In 2013, Farke and Leonardo Maiorino published morphometric research, a statistical analysis of the morphospace (shape space) describing the variation of the Torosaurus, Triceratops horridus, Triceratops prorsus, and Nedoceratops skulls correlated with maturation. They concluded that Torosaurus latus skulls throughout maturation retained a different form from T. horridus and T. prorsus, the last two species showing an overlapping in their proportions. This is even true when the frill shape is disregarded. Nedoceratops proved, except for size, not to be a plausible transitional form between Torosaurus and Triceratops horridus. Farke and Maiorino admitted that the low number of Torosaurus specimens reduced the reliability of these results, but concluded that Torosaurus and Triceratops were separate taxa, though allowing for the possibility of anagenesis, i.e. the several taxa forming a single chronospecies line of descent, given the lack of good stratigraphic data.
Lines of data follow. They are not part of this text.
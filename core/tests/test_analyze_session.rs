// core/tests/test_analyze_session.rs
mod common;

use common::*;
use repsense_core::analyze_session::{analyze_session, analyze_session_json, AnalyzeInputs};
use repsense_core::{Activity, ActivityEvent, DetectorConfig, Frame, SessionError, SummaryRecord};
use serde_json::{json, Value};

#[test]
fn batch_replay_returns_timed_events_and_report() {
    let frames: Vec<Frame> = [(170.0, 0.0), (60.0, 0.3), (60.0, 0.5), (170.0, 0.8)]
        .iter()
        .map(|&(a, t)| elbow_frame(t, a))
        .collect();
    let cfg = unsmoothed();

    let out = analyze_session(AnalyzeInputs {
        activity: Activity::Pushup,
        sample_rate_hz: 30.0,
        frames: &frames,
        config: &cfg,
    })
    .expect("analyze_session");

    assert_eq!(out.events.len(), 1);
    assert!((out.events[0].timestamp - 0.8).abs() < 1e-12);
    assert!(matches!(out.events[0].event, ActivityEvent::Rep(_)));
    assert_eq!(out.report.frames_seen, 4);
    assert!(matches!(out.report.summary, SummaryRecord::Pushup(ref p) if p.count == 1));
}

#[test]
fn batch_replay_fails_on_out_of_order_frames() {
    let frames = vec![elbow_frame(1.0, 170.0), elbow_frame(0.9, 170.0)];
    let err = analyze_session(AnalyzeInputs {
        activity: Activity::Pushup,
        sample_rate_hz: 30.0,
        frames: &frames,
        config: &DetectorConfig::default(),
    })
    .unwrap_err();
    assert!(matches!(err, SessionError::NonMonotonicTimestamp { .. }));
}

#[test]
fn json_entry_accepts_aliases() {
    let frames: Vec<Value> = [(0.0, 400.0), (1.0, 340.0), (1.6, 398.0)]
        .iter()
        .map(|&(t, y)| {
            let f = hip_frame(t, y);
            // "t" i stedet for "timestamp", "keypoints" i stedet for "landmarks"
            json!({
                "t": f.timestamp,
                "width": f.width,
                "height": f.height,
                "keypoints": f.landmarks,
            })
        })
        .collect();

    let payload = json!({
        "exercise": "Vertical Jump",
        "fps": 30,
        "frames": frames,
        "config": { "jump": { "window": 1 } }
    });

    let out = analyze_session_json(&payload.to_string()).expect("analyze_session_json");
    let v: Value = serde_json::from_str(&out).unwrap();
    assert_eq!(v["report"]["activity"], "vertical_jump");
    assert_eq!(v["report"]["summary"]["count"], 1);
    assert_eq!(v["events"][0]["event"]["type"], "jump");
    let h = v["events"][0]["event"]["height_px"].as_f64().unwrap();
    assert!((h - 60.0).abs() < 1e-6);
}

#[test]
fn json_entry_with_no_frames_gives_zero_summary() {
    let out = analyze_session_json(r#"{"activity": "shuttle_run"}"#).unwrap();
    let v: Value = serde_json::from_str(&out).unwrap();
    assert_eq!(v["report"]["summary"]["runs"], 0);
    assert_eq!(v["report"]["summary"]["distance_m"], 0.0);
    assert_eq!(v["events"].as_array().map(|a| a.len()), Some(0));
}

#[test]
fn json_entry_rejects_unknown_activity() {
    let err = analyze_session_json(r#"{"activity": "burpee", "frames": []}"#).unwrap_err();
    assert!(matches!(err, SessionError::UnknownActivity(ref a) if a == "burpee"));
}

#[test]
fn json_parse_errors_carry_the_path() {
    let bad = r#"{"activity": "pushup", "frames": [{"landmarks": [], "width": "wide", "height": 1, "timestamp": 0}]}"#;
    match analyze_session_json(bad) {
        Err(SessionError::Parse { path, .. }) => assert!(path.starts_with("frames[0]"), "path {path}"),
        other => panic!("forventet Parse, fikk {other:?}"),
    }

    let bad_cfg = r#"{"activity": "pushup", "config": {"pushup": {"window": -1}}}"#;
    match analyze_session_json(bad_cfg) {
        Err(SessionError::Parse { path, .. }) => assert_eq!(path, "config.pushup.window"),
        other => panic!("forventet Parse, fikk {other:?}"),
    }
}
use std::collections::VecDeque;

/// Glidende snitt over de siste N rå verdiene for én kanal.
/// Streng FIFO; før bufferet er fullt brukes bare verdiene som finnes (ingen null-padding).
#[derive(Debug, Clone, PartialEq)]
pub struct MovingAverage {
    buf: VecDeque<f64>,
    capacity: usize,
}

impl MovingAverage {
    pub fn new(capacity: usize) -> Self {
        let capacity = capacity.max(1);
        Self {
            buf: VecDeque::with_capacity(capacity),
            capacity,
        }
    }

    /// Legg til en rå verdi og returnér nytt snitt.
    pub fn push(&mut self, x: f64) -> f64 {
        if self.buf.len() == self.capacity {
            self.buf.pop_front();
        }
        self.buf.push_back(x);
        self.mean().unwrap_or(x)
    }

    pub fn mean(&self) -> Option<f64> {
        if self.buf.is_empty() {
            return None;
        }
        Some(self.buf.iter().sum::<f64>() / self.buf.len() as f64)
    }

    pub fn len(&self) -> usize {
        self.buf.len()
    }

    pub fn is_empty(&self) -> bool {
        self.buf.is_empty()
    }

    pub fn is_full(&self) -> bool {
        self.buf.len() == self.capacity
    }

    pub fn capacity(&self) -> usize {
        self.capacity
    }

    pub fn clear(&mut self) {
        self.buf.clear();
    }
}
use log::{debug, info};

use super::pushup::TIME_EPS;
use super::Detector;
use crate::config::PullupConfig;
use crate::error::ChannelError;
use crate::geometry::{mean_joint_angle, pixel_point};
use crate::ledger::Ledger;
use crate::smoothing::MovingAverage;
use crate::summary::{summarize_pullups, SummaryRecord};
use crate::types::{joints, ActivityEvent, Frame, RepEvent};

#[derive(Debug, Clone, Copy, PartialEq)]
pub enum PullupPhase {
    Waiting,
    /// Hodet er over baseline.
    Up { start: f64, min_angle: f64 },
}

#[derive(Debug, Clone, Copy, PartialEq)]
pub struct ClosedPull {
    pub start: f64,
    pub end: f64,
    pub min_angle: f64,
}

/// `head_y` og `baseline_y` er piksler (y vokser nedover).
/// Starter når hodet er over baseline, lukkes når armene er strake og hodet er tilbake.
pub fn step(
    phase: PullupPhase,
    angle: f64,
    head_y: f64,
    baseline_y: f64,
    t: f64,
    cfg: &PullupConfig,
) -> (PullupPhase, Option<ClosedPull>) {
    match phase {
        PullupPhase::Waiting => {
            if head_y < baseline_y - cfg.head_rise_px {
                (PullupPhase::Up { start: t, min_angle: angle }, None)
            } else {
                (PullupPhase::Waiting, None)
            }
        }
        PullupPhase::Up { start, min_angle } => {
            let min_angle = min_angle.min(angle);
            if angle > cfg.extended_deg && head_y >= baseline_y {
                (PullupPhase::Waiting, Some(ClosedPull { start, end: t, min_angle }))
            } else {
                (PullupPhase::Up { start, min_angle }, None)
            }
        }
    }
}

/// Baseline for hodet fanges én gang (første frame med gyldig nese) og
/// rekalibreres aldri. Flytter kameraet seg midt i økten, blir tellingen feil.
#[derive(Debug, Clone)]
pub struct PullupState {
    cfg: PullupConfig,
    min_visibility: f64,
    smoother: MovingAverage,
    baseline_head_y: Option<f64>,
    phase: PullupPhase,
    ledger: Ledger<RepEvent>,
}

impl PullupState {
    pub fn new(cfg: PullupConfig, min_visibility: f64) -> Self {
        Self {
            cfg,
            min_visibility,
            smoother: MovingAverage::new(cfg.window),
            baseline_head_y: None,
            phase: PullupPhase::Waiting,
            ledger: Ledger::new(),
        }
    }

    /// Mater glattet albuevinkel + hodehøyde. Første kall setter baseline.
    pub fn observe(&mut self, smoothed_angle: f64, head_y: f64, t: f64) -> Option<RepEvent> {
        let baseline = self.capture_baseline(head_y, t);
        let (next, closed) = step(self.phase, smoothed_angle, head_y, baseline, t, &self.cfg);
        self.phase = next;
        let pull = closed?;

        let duration = pull.end - pull.start;
        if duration + TIME_EPS < self.cfg.min_dip_sec {
            debug!("pullup: rep på {:.3}s forkastet", duration);
            return None;
        }

        let rep = RepEvent {
            sequence_number: self.ledger.len() as u32 + 1,
            phase_start_time: pull.start,
            phase_end_time: pull.end,
            duration_sec: duration,
            extremum_angle: pull.min_angle,
            is_correct: None,
        };
        self.ledger.append(rep.clone());
        Some(rep)
    }

    fn capture_baseline(&mut self, head_y: f64, t: f64) -> f64 {
        *self.baseline_head_y.get_or_insert_with(|| {
            info!("pullup: baseline for hode satt til {:.1}px (t={:.2}s)", head_y, t);
            head_y
        })
    }

    pub fn baseline_head_y(&self) -> Option<f64> {
        self.baseline_head_y
    }

    pub fn phase(&self) -> PullupPhase {
        self.phase
    }

    pub fn ledger(&self) -> &Ledger<RepEvent> {
        &self.ledger
    }
}

impl Detector for PullupState {
    fn analyze(&mut self, frame: &Frame) -> Result<Option<ActivityEvent>, ChannelError> {
        let head = pixel_point(frame, joints::NOSE, self.min_visibility);
        // Baseline fanges fra første gyldige nese selv om albuene mangler i samme frame
        if let Ok((_, y)) = head {
            self.capture_baseline(y, frame.timestamp);
        }
        let (_, head_y) = head?;
        let angle = mean_joint_angle(frame, &joints::ELBOW_TRIPLES, self.min_visibility)?;
        let smoothed = self.smoother.push(angle);
        Ok(self.observe(smoothed, head_y, frame.timestamp).map(ActivityEvent::Rep))
    }

    fn summarize(&self) -> SummaryRecord {
        SummaryRecord::Pullup(summarize_pullups(self.ledger.as_slice()))
    }
}
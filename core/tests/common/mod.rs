// Felles frame-byggere for integrasjonstestene.
// Bildet er 1000x1000 px, så normaliserte koordinater = px / 1000.
#![allow(dead_code)]

use repsense_core::types::joints;
use repsense_core::{DetectorConfig, Frame, Landmark};

pub const W: f64 = 1000.0;
pub const H: f64 = 1000.0;

pub fn blank() -> Vec<Option<Landmark>> {
    vec![None; 33]
}

pub fn set(lms: &mut [Option<Landmark>], idx: usize, x_px: f64, y_px: f64) {
    lms[idx] = Some(Landmark::new(x_px / W, y_px / H));
}

/// Begge armer med gitt albuevinkel (skulder rett over albuen).
pub fn arms(lms: &mut [Option<Landmark>], elbow_deg: f64) {
    let sides = [
        (joints::LEFT_SHOULDER, joints::LEFT_ELBOW, joints::LEFT_WRIST, 400.0),
        (joints::RIGHT_SHOULDER, joints::RIGHT_ELBOW, joints::RIGHT_WRIST, 600.0),
    ];
    let r = elbow_deg.to_radians();
    for (s, e, w, ex) in sides {
        let ey = 500.0;
        set(lms, s, ex, ey - 100.0);
        set(lms, e, ex, ey);
        set(lms, w, ex + 100.0 * r.sin(), ey - 100.0 * r.cos());
    }
}

pub fn elbow_frame(t: f64, elbow_deg: f64) -> Frame {
    let mut lms = blank();
    arms(&mut lms, elbow_deg);
    Frame::new(lms, W, H, t)
}

pub fn pullup_frame(t: f64, elbow_deg: f64, head_y_px: f64) -> Frame {
    let mut lms = blank();
    arms(&mut lms, elbow_deg);
    set(&mut lms, joints::NOSE, 500.0, head_y_px);
    Frame::new(lms, W, H, t)
}

pub fn hip_frame(t: f64, hip_y_px: f64) -> Frame {
    let mut lms = blank();
    set(&mut lms, joints::LEFT_HIP, 450.0, hip_y_px);
    set(&mut lms, joints::RIGHT_HIP, 550.0, hip_y_px);
    Frame::new(lms, W, H, t)
}

pub fn feet_frame(t: f64, x_px: f64) -> Frame {
    let mut lms = blank();
    for j in joints::LOWER_BODY {
        set(&mut lms, j, x_px, 900.0);
    }
    Frame::new(lms, W, H, t)
}

pub fn reach_frame(t: f64, wrist_x_px: f64, foot_x_px: f64) -> Frame {
    let mut lms = blank();
    set(&mut lms, joints::LEFT_WRIST, wrist_x_px, 600.0);
    set(&mut lms, joints::RIGHT_WRIST, wrist_x_px, 620.0);
    set(&mut lms, joints::LEFT_FOOT, foot_x_px, 900.0);
    set(&mut lms, joints::RIGHT_FOOT, foot_x_px, 910.0);
    Frame::new(lms, W, H, t)
}

/// Konfig uten glatting (vindu 1) for eksakte terskeltester.
pub fn unsmoothed() -> DetectorConfig {
    let mut cfg = DetectorConfig::default();
    cfg.pushup.window = 1;
    cfg.pullup.window = 1;
    cfg.situp.window = 1;
    cfg.jump.window = 1;
    cfg.shuttle.window = 1;
    cfg.reach.window = 1;
    cfg
}

/// Tidsstempler for `n` frames ved `fps`, fra `start`.
pub fn times(start: f64, n: usize, fps: f64) -> impl Iterator<Item = f64> {
    (0..n).map(move |i| start + i as f64 / fps)
}
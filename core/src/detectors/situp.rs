use super::Detector;
use crate::config::SitupConfig;
use crate::error::ChannelError;
use crate::geometry::mean_joint_angle;
use crate::ledger::Ledger;
use crate::smoothing::MovingAverage;
use crate::summary::{summarize_situps, SummaryRecord};
use crate::types::{joints, ActivityEvent, Frame, RepEvent};

#[derive(Debug, Clone, Copy, PartialEq)]
pub enum SitupPhase {
    /// Ingen glattet verdi sett ennå.
    Idle,
    /// Følger toppen (største verdi siden forrige bunn).
    Up { top: f64 },
    /// Følger bunnen; `top` er toppen før nedgangen.
    Down { start: f64, top: f64, bottom: f64 },
}

#[derive(Debug, Clone, Copy, PartialEq)]
pub struct ClosedSwing {
    pub start: f64,
    pub end: f64,
    /// topp − bunn (grader)
    pub swing: f64,
}

/// Ekstremsporing: `down` når verdien faller `swing_deg` under siste topp,
/// `up` igjen når den stiger `swing_deg` over ny bunn. Ingen varighetskrav.
pub fn step(phase: SitupPhase, v: f64, t: f64, cfg: &SitupConfig) -> (SitupPhase, Option<ClosedSwing>) {
    match phase {
        SitupPhase::Idle => (SitupPhase::Up { top: v }, None),
        SitupPhase::Up { top } => {
            let top = top.max(v);
            if v <= top - cfg.swing_deg {
                (SitupPhase::Down { start: t, top, bottom: v }, None)
            } else {
                (SitupPhase::Up { top }, None)
            }
        }
        SitupPhase::Down { start, top, bottom } => {
            let bottom = bottom.min(v);
            if v >= bottom + cfg.swing_deg {
                let closed = ClosedSwing { start, end: t, swing: top - bottom };
                (SitupPhase::Up { top: v }, Some(closed))
            } else {
                (SitupPhase::Down { start, top, bottom }, None)
            }
        }
    }
}

/// Sit-ups bruker albuevinkelen som kanal (samme ledd som push-up). Kun telling,
/// korrekthet klassifiseres ikke.
#[derive(Debug, Clone)]
pub struct SitupState {
    cfg: SitupConfig,
    min_visibility: f64,
    smoother: MovingAverage,
    phase: SitupPhase,
    ledger: Ledger<RepEvent>,
}

impl SitupState {
    pub fn new(cfg: SitupConfig, min_visibility: f64) -> Self {
        Self {
            cfg,
            min_visibility,
            smoother: MovingAverage::new(cfg.window),
            phase: SitupPhase::Idle,
            ledger: Ledger::new(),
        }
    }

    pub fn observe(&mut self, smoothed: f64, t: f64) -> Option<RepEvent> {
        let (next, closed) = step(self.phase, smoothed, t, &self.cfg);
        self.phase = next;
        let swing = closed?;

        let rep = RepEvent {
            sequence_number: self.ledger.len() as u32 + 1,
            phase_start_time: swing.start,
            phase_end_time: swing.end,
            duration_sec: swing.end - swing.start,
            extremum_angle: swing.swing,
            is_correct: None,
        };
        self.ledger.append(rep.clone());
        Some(rep)
    }

    pub fn phase(&self) -> SitupPhase {
        self.phase
    }

    pub fn ledger(&self) -> &Ledger<RepEvent> {
        &self.ledger
    }
}

impl Detector for SitupState {
    fn analyze(&mut self, frame: &Frame) -> Result<Option<ActivityEvent>, ChannelError> {
        let angle = mean_joint_angle(frame, &joints::ELBOW_TRIPLES, self.min_visibility)?;
        let smoothed = self.smoother.push(angle);
        Ok(self.observe(smoothed, frame.timestamp).map(ActivityEvent::Rep))
    }

    fn summarize(&self) -> SummaryRecord {
        SummaryRecord::Situp(summarize_situps(self.ledger.as_slice()))
    }
}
The hypothesis that the Torosaurus latus specimens might represent a "toromorph" phase of Triceratops maturation has raised the question of whether the second Torosaurus species, Torosaurus utahensis, is a "toromorph" as well. This issue has been complicated by the lack of good fossil material, as most specimens consist of isolated bones. T. utahensis was largely referred to Torosaurus because of elongated squamosals, indicating a long frill. The number of epiparietals and the size, location, or even existence of parietal fenestrae are unknown. Researchers have claimed that distinct juvenile Torosaurus have been excavated from a bonebed in the Javelina Formation of Big Bend National Park, basing their identification as Torosaurus cf. utahensis on their proximity to an adult with a characteristic Torosaurus parietal. Scanella and Horner concluded that only future finds could solve this problem. They suggested that this taxon, which extends the Torosaurus range southwards of that of Triceratops, might represent a separate chasmosaurine genus or a third Triceratops species. Farke's 2013 morphometric study was inconclusive on this point, with T. utahensis morphospace falling in between Triceratops and Torosaurus latus and not well separated from either.

In 2022, Mallon et al. argued that two specimens found in Canada's Frenchman and Scollard Formations, EM P16.1. (at Eastend Historical Museum in Saskatchewan) and UALVP 1646 (at the University of Alberta), are subadults and can be referred to Torosaurus, this indicating that it is a valid taxon. The same study also noted that Torosaurus indeed lived during the Late Maastrichtian.